Scan the entries below for the word "XXXL". Copy each line that has it.

*** Entries supplied ***

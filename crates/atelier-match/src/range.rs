//! Size and GSM range detection (stage 6).
//!
//! Only consulted when the attribute opted in via `range_config` and every
//! vocabulary stage has failed. Raw values here come from handwritten
//! measurement sheets photographed at an angle, so the cleaning pass treats dots,
//! slashes, commas, and stray spaces as the same separator.

use atelier_core::models::RangeType;
use once_cell::sync::Lazy;
use regex::Regex;

/// Canonical size ladder, smallest to largest.
const SIZE_ORDER: &[&str] = &[
    "XXS", "XS", "S", "M", "L", "XL", "XXL", "XXXL", "4XL", "5XL",
];

/// Two-word verbose size forms, checked before single tokens.
const SIZE_ALIASES_2: &[(&str, &str, &str)] = &[
    ("extra", "small", "XS"),
    ("extra", "large", "XXL"),
    ("double", "xl", "XXL"),
    ("triple", "xl", "XXXL"),
];

/// Single-token size forms.
const SIZE_ALIASES_1: &[(&str, &str)] = &[
    ("xxs", "XXS"),
    ("xs", "XS"),
    ("s", "S"),
    ("small", "S"),
    ("m", "M"),
    ("med", "M"),
    ("medium", "M"),
    ("l", "L"),
    ("large", "L"),
    ("xl", "XL"),
    ("xlarge", "XL"),
    ("xxl", "XXL"),
    ("2xl", "XXL"),
    ("xxxl", "XXXL"),
    ("3xl", "XXXL"),
    ("4xl", "4XL"),
    ("5xl", "5XL"),
];

/// Connector words dropped between range endpoints.
const RANGE_CONNECTORS: &[&str] = &["to", "thru", "through", "till", "upto", "and"];

static NUMBER_RE: Lazy<Regex> = Lazy::new(|| Regex::new(r"\d+").unwrap());

/// Collapse handwriting separators into spaces and split.
fn clean_tokens(raw: &str) -> Vec<String> {
    raw.to_lowercase()
        .split(|c: char| c.is_whitespace() || matches!(c, '.' | '/' | ',' | '-' | '–' | '~' | '|'))
        .filter(|t| !t.is_empty())
        .map(String::from)
        .collect()
}

/// Map the token stream to canonical sizes, greedily consuming two-word
/// forms first.
fn map_sizes(tokens: &[String]) -> Vec<&'static str> {
    let mut sizes = Vec::new();
    let mut i = 0;
    while i < tokens.len() {
        if i + 1 < tokens.len() {
            if let Some((_, _, size)) = SIZE_ALIASES_2
                .iter()
                .find(|(a, b, _)| *a == tokens[i] && *b == tokens[i + 1])
            {
                sizes.push(*size);
                i += 2;
                continue;
            }
        }
        if let Some((_, size)) = SIZE_ALIASES_1.iter().find(|(a, _)| *a == tokens[i]) {
            sizes.push(*size);
        } else if !RANGE_CONNECTORS.contains(&tokens[i].as_str()) {
            // An unrecognized token means this is not a size string.
            return Vec::new();
        }
        i += 1;
    }
    sizes
}

/// Reduce a raw value to a canonical size or size range ("S" / "S-XXL").
pub fn detect_size_range(raw: &str) -> Option<String> {
    let tokens = clean_tokens(raw);
    if tokens.is_empty() {
        return None;
    }
    let sizes = map_sizes(&tokens);
    match sizes.len() {
        0 => None,
        1 => Some(sizes[0].to_string()),
        _ => Some(format!("{}-{}", sizes[0], sizes[sizes.len() - 1])),
    }
}

/// Reduce a raw value to a canonical GSM value or range ("135G" /
/// "180-220G"). All embedded numbers are extracted after separator
/// cleanup; first and last bound the range.
pub fn detect_gsm_range(raw: &str) -> Option<String> {
    let cleaned = raw
        .to_lowercase()
        .replace(|c: char| matches!(c, '.' | '/' | ',' | '-' | '–' | '~' | '|'), " ");
    let numbers: Vec<&str> = NUMBER_RE
        .find_iter(&cleaned)
        .map(|m| m.as_str())
        .collect();
    match numbers.len() {
        0 => None,
        1 => Some(format!("{}G", numbers[0])),
        _ => Some(format!("{}-{}G", numbers[0], numbers[numbers.len() - 1])),
    }
}

/// Plain numeric range, no unit suffix ("40" / "40-44").
pub fn detect_numeric_range(raw: &str) -> Option<String> {
    let cleaned = raw
        .to_lowercase()
        .replace(|c: char| matches!(c, '.' | '/' | ',' | '-' | '–' | '~' | '|'), " ");
    let numbers: Vec<&str> = NUMBER_RE
        .find_iter(&cleaned)
        .map(|m| m.as_str())
        .collect();
    match numbers.len() {
        0 => None,
        1 => Some(numbers[0].to_string()),
        _ => Some(format!("{}-{}", numbers[0], numbers[numbers.len() - 1])),
    }
}

/// Dispatch on the attribute's configured range type.
pub fn detect_range(raw: &str, range_type: RangeType) -> Option<String> {
    match range_type {
        RangeType::Size => detect_size_range(raw),
        RangeType::Gsm => detect_gsm_range(raw),
        RangeType::Numeric | RangeType::Custom => detect_numeric_range(raw),
    }
}

#[cfg(test)]
mod tests {
    use super::*;

    #[test]
    fn test_size_range_separator_variants() {
        for raw in ["S-XXL", "s.xxl", "S / XXL", "small to extra large", "S , XXL"] {
            assert_eq!(
                detect_size_range(raw).as_deref(),
                Some("S-XXL"),
                "failed for {raw:?}"
            );
        }
    }

    #[test]
    fn test_size_single() {
        assert_eq!(detect_size_range("M").as_deref(), Some("M"));
        assert_eq!(detect_size_range("medium").as_deref(), Some("M"));
        assert_eq!(detect_size_range("extra small").as_deref(), Some("XS"));
    }

    #[test]
    fn test_size_multi_token_takes_first_and_last() {
        assert_eq!(detect_size_range("S M L XL").as_deref(), Some("S-XL"));
        assert_eq!(detect_size_range("s/m/l/xl/xxl").as_deref(), Some("S-XXL"));
    }

    #[test]
    fn test_size_verbose_forms() {
        assert_eq!(detect_size_range("3xl").as_deref(), Some("XXXL"));
        assert_eq!(detect_size_range("triple xl").as_deref(), Some("XXXL"));
        assert_eq!(detect_size_range("med to large").as_deref(), Some("M-L"));
    }

    #[test]
    fn test_size_rejects_non_size_strings() {
        assert!(detect_size_range("round neck").is_none());
        assert!(detect_size_range("").is_none());
        assert!(detect_size_range("slim fit").is_none());
    }

    #[test]
    fn test_gsm_range_variants() {
        for raw in ["180-220g", "180.220G", "180 to 220 grams", "180 / 220 gsm"] {
            assert_eq!(
                detect_gsm_range(raw).as_deref(),
                Some("180-220G"),
                "failed for {raw:?}"
            );
        }
    }

    #[test]
    fn test_gsm_single() {
        assert_eq!(detect_gsm_range("135G").as_deref(), Some("135G"));
        assert_eq!(detect_gsm_range("around 200 gsm").as_deref(), Some("200G"));
    }

    #[test]
    fn test_gsm_no_numbers() {
        assert!(detect_gsm_range("heavyweight").is_none());
        assert!(detect_gsm_range("").is_none());
    }

    #[test]
    fn test_numeric_range() {
        assert_eq!(detect_numeric_range("40-44").as_deref(), Some("40-44"));
        assert_eq!(detect_numeric_range("size 40").as_deref(), Some("40"));
        assert!(detect_numeric_range("none").is_none());
    }

    #[test]
    fn test_dispatch() {
        assert_eq!(
            detect_range("s.xxl", RangeType::Size).as_deref(),
            Some("S-XXL")
        );
        assert_eq!(
            detect_range("135g", RangeType::Gsm).as_deref(),
            Some("135G")
        );
        assert_eq!(
            detect_range("40,44", RangeType::Numeric).as_deref(),
            Some("40-44")
        );
    }

    #[test]
    fn test_size_order_covers_aliases() {
        for (_, size) in SIZE_ALIASES_1 {
            assert!(SIZE_ORDER.contains(size), "{size} missing from ladder");
        }
    }
}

*** End of Entries supplied ***

Task result |
    "XXS", "XS", "S", "M", "L", "XL", "XXL", "XXXL", "4XL", "5XL",
    ("triple", "xl", "XXXL"),
    ("xxxl", "XXXL"),
    ("3xl", "XXXL"),
        assert_eq!(detect_size_range("3xl").as_deref(), Some("XXXL"));
        assert_eq!(detect_size_range("triple xl").as_deref(), Some("XXXL"));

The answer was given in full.